2016 New Investigator Grant
Elizabeth Heller, Ph.D. Assistant Professor, Department of Systems Pharmacology and Translational Therapeutics, University of Pennsylvania
Neuroepigenetic Remodeling in Transcription and Behavior
Abstract
Gene expression in the brain is one mechanism by which neurons respond to their environment and adapt to chronic stimuli. The epigenome refers to molecular modifications to the DNA and histone proteins that make up the eukaryotic genome; these are regulated in neurons during development and following different types of stimulation. Myriad histone-modifying enzymes and epigenetic modifications are both necessary and sufficient for the formation of memory, depression-like phenotypes, and drug-evoked behavior.
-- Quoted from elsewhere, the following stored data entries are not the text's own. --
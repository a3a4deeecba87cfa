//! Snippet records as stored on disk, and the closed set of snippet kinds.

use crate::constants::DEFAULT_TITLE;
use crate::highlight::Language;
use crate::placeholder::{is_placeholder_token, OutputMode, PlaceholderBindings};
use serde::{Deserialize, Serialize};
use serde_json::{Map, Value};
use std::fmt;
use std::str::FromStr;

/// Snippet content type shown in the library and used to pick a highlighter.
///
/// Unrecognized labels read from disk are kept verbatim in [`SnippetKind::Other`]
/// so they survive a save round-trip; they behave like plain text.
#[derive(Debug, Clone, PartialEq, Eq, Hash, Default, Serialize, Deserialize)]
#[serde(from = "String", into = "String")]
pub enum SnippetKind {
    #[default]
    PlainText,
    Python,
    Cpp,
    Markdown,
    Other(String),
}

impl SnippetKind {
    /// Kinds offered by type selectors, in display order.
    pub const SELECTABLE: [SnippetKind; 4] = [
        SnippetKind::PlainText,
        SnippetKind::Python,
        SnippetKind::Cpp,
        SnippetKind::Markdown,
    ];

    /// Stored/display label.
    pub fn label(&self) -> &str {
        match self {
            SnippetKind::PlainText => "Plain text",
            SnippetKind::Python => "Python",
            SnippetKind::Cpp => "C++",
            SnippetKind::Markdown => "Markdown",
            SnippetKind::Other(label) => label.as_str(),
        }
    }

    /// Exact label match as written by [`SnippetKind::label`].
    pub fn from_label(label: &str) -> Self {
        match label {
            "Plain text" => SnippetKind::PlainText,
            "Python" => SnippetKind::Python,
            "C++" => SnippetKind::Cpp,
            "Markdown" => SnippetKind::Markdown,
            other => SnippetKind::Other(other.to_string()),
        }
    }

    /// Highlighter language for this kind.
    pub fn language(&self) -> Language {
        match self {
            SnippetKind::Python => Language::Python,
            SnippetKind::Cpp => Language::Cpp,
            SnippetKind::Markdown => Language::Markdown,
            SnippetKind::PlainText | SnippetKind::Other(_) => Language::PlainText,
        }
    }

    /// Preview packaging for this kind.
    pub fn output_mode(&self) -> OutputMode {
        match self {
            SnippetKind::Python | SnippetKind::Cpp => OutputMode::Syntax(self.language()),
            SnippetKind::Markdown => OutputMode::MarkdownHtml,
            SnippetKind::PlainText | SnippetKind::Other(_) => OutputMode::MarkedHtml,
        }
    }
}

impl From<String> for SnippetKind {
    fn from(value: String) -> Self {
        SnippetKind::from_label(&value)
    }
}

impl From<SnippetKind> for String {
    fn from(value: SnippetKind) -> Self {
        match value {
            SnippetKind::Other(label) => label,
            known => known.label().to_string(),
        }
    }
}

impl fmt::Display for SnippetKind {
    fn fmt(&self, f: &mut fmt::Formatter<'_>) -> fmt::Result {
        f.write_str(self.label())
    }
}

/// Lenient parsing for user input (`cpp`, `c++`, `py`, `md`, `text`, ...).
///
/// Unknown values are rejected rather than turned into [`SnippetKind::Other`].
impl FromStr for SnippetKind {
    type Err = String;

    fn from_str(value: &str) -> Result<Self, Self::Err> {
        let normalized = value.trim().to_ascii_lowercase();
        match normalized.as_str() {
            "plain text" | "plain" | "text" | "txt" => Ok(SnippetKind::PlainText),
            "python" | "py" => Ok(SnippetKind::Python),
            "c++" | "cpp" | "cxx" => Ok(SnippetKind::Cpp),
            "markdown" | "md" => Ok(SnippetKind::Markdown),
            _ => Err(format!(
                "unknown snippet type '{}' (expected one of: {})",
                value.trim(),
                SnippetKind::SELECTABLE
                    .iter()
                    .map(SnippetKind::label)
                    .collect::<Vec<_>>()
                    .join(", ")
            )),
        }
    }
}

fn default_title() -> String {
    DEFAULT_TITLE.to_string()
}

/// One snippet file: fixed fields plus `$placeholder` values flattened in.
///
/// Missing fields fall back to defaults instead of failing the load. Keys that
/// are neither fixed fields nor string-valued placeholders are kept in
/// `extra` untouched.
#[derive(Debug, Clone, PartialEq, Serialize, Deserialize)]
pub struct SnippetRecord {
    #[serde(rename = "type", default)]
    pub kind: SnippetKind,
    #[serde(default = "default_title")]
    pub title: String,
    #[serde(default)]
    pub content: String,
    #[serde(default)]
    pub timestamp: String,
    #[serde(flatten)]
    pub extra: Map<String, Value>,
}

impl Default for SnippetRecord {
    fn default() -> Self {
        Self {
            kind: SnippetKind::default(),
            title: default_title(),
            content: String::new(),
            timestamp: String::new(),
            extra: Map::new(),
        }
    }
}

impl SnippetRecord {
    /// Create a record without placeholder values.
    pub fn new(kind: SnippetKind, title: String, content: String, timestamp: String) -> Self {
        Self {
            kind,
            title,
            content,
            timestamp,
            extra: Map::new(),
        }
    }

    /// Stored placeholder values in file order.
    pub fn placeholders(&self) -> impl Iterator<Item = (&str, &str)> {
        self.extra.iter().filter_map(|(key, value)| {
            if !is_placeholder_token(key) {
                return None;
            }
            value.as_str().map(|text| (key.as_str(), text))
        })
    }

    /// Stored value for a single placeholder token.
    pub fn placeholder(&self, token: &str) -> Option<&str> {
        if !is_placeholder_token(token) {
            return None;
        }
        self.extra.get(token).and_then(Value::as_str)
    }

    /// Replace every stored placeholder value with `bindings`.
    ///
    /// Non-placeholder extra keys are preserved.
    pub fn set_placeholders(&mut self, bindings: &PlaceholderBindings) {
        self.extra.retain(|key, _| !is_placeholder_token(key));
        for (token, value) in bindings.iter() {
            self.extra
                .insert(token.to_string(), Value::String(value.to_string()));
        }
    }
}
However, it has been difficult to examine the precise molecular mechanisms by which epigenetic remodeling leads to changesin gene expression, due to the genome-wide nature of these changes and the promiscuity of the transcriptional apparatus. Advances in this field will allow greater understanding of the mechanisms by which the brain responds and adapts to chronic environmental stimuli. Recently we have developed a novel approach to target epigenetic remodeling only to one specific gene, allowing isolation of the transcriptional mechanisms that result from a given histone or DNA modification. The current proposal focuses on one mechanism of epigenetically regulated gene expression - alternative splicing - in which a given gene expresses only one or a subset of isoforms. In particular, methylation of histone H3 lysine 36 is mechanistically linked to alternative splicing in cell culture systems. The goal of the current proposal is to examine this mechanism in neurons and to test the hypothesis that chromatin-mediated alternative splicing regulates reward-evoked behavior. Several key innovations will be applied in behavioral, analytical and molecular approaches, in order to directly test the relevance of neuronal histone modifications to alternative isoform expression in vivo.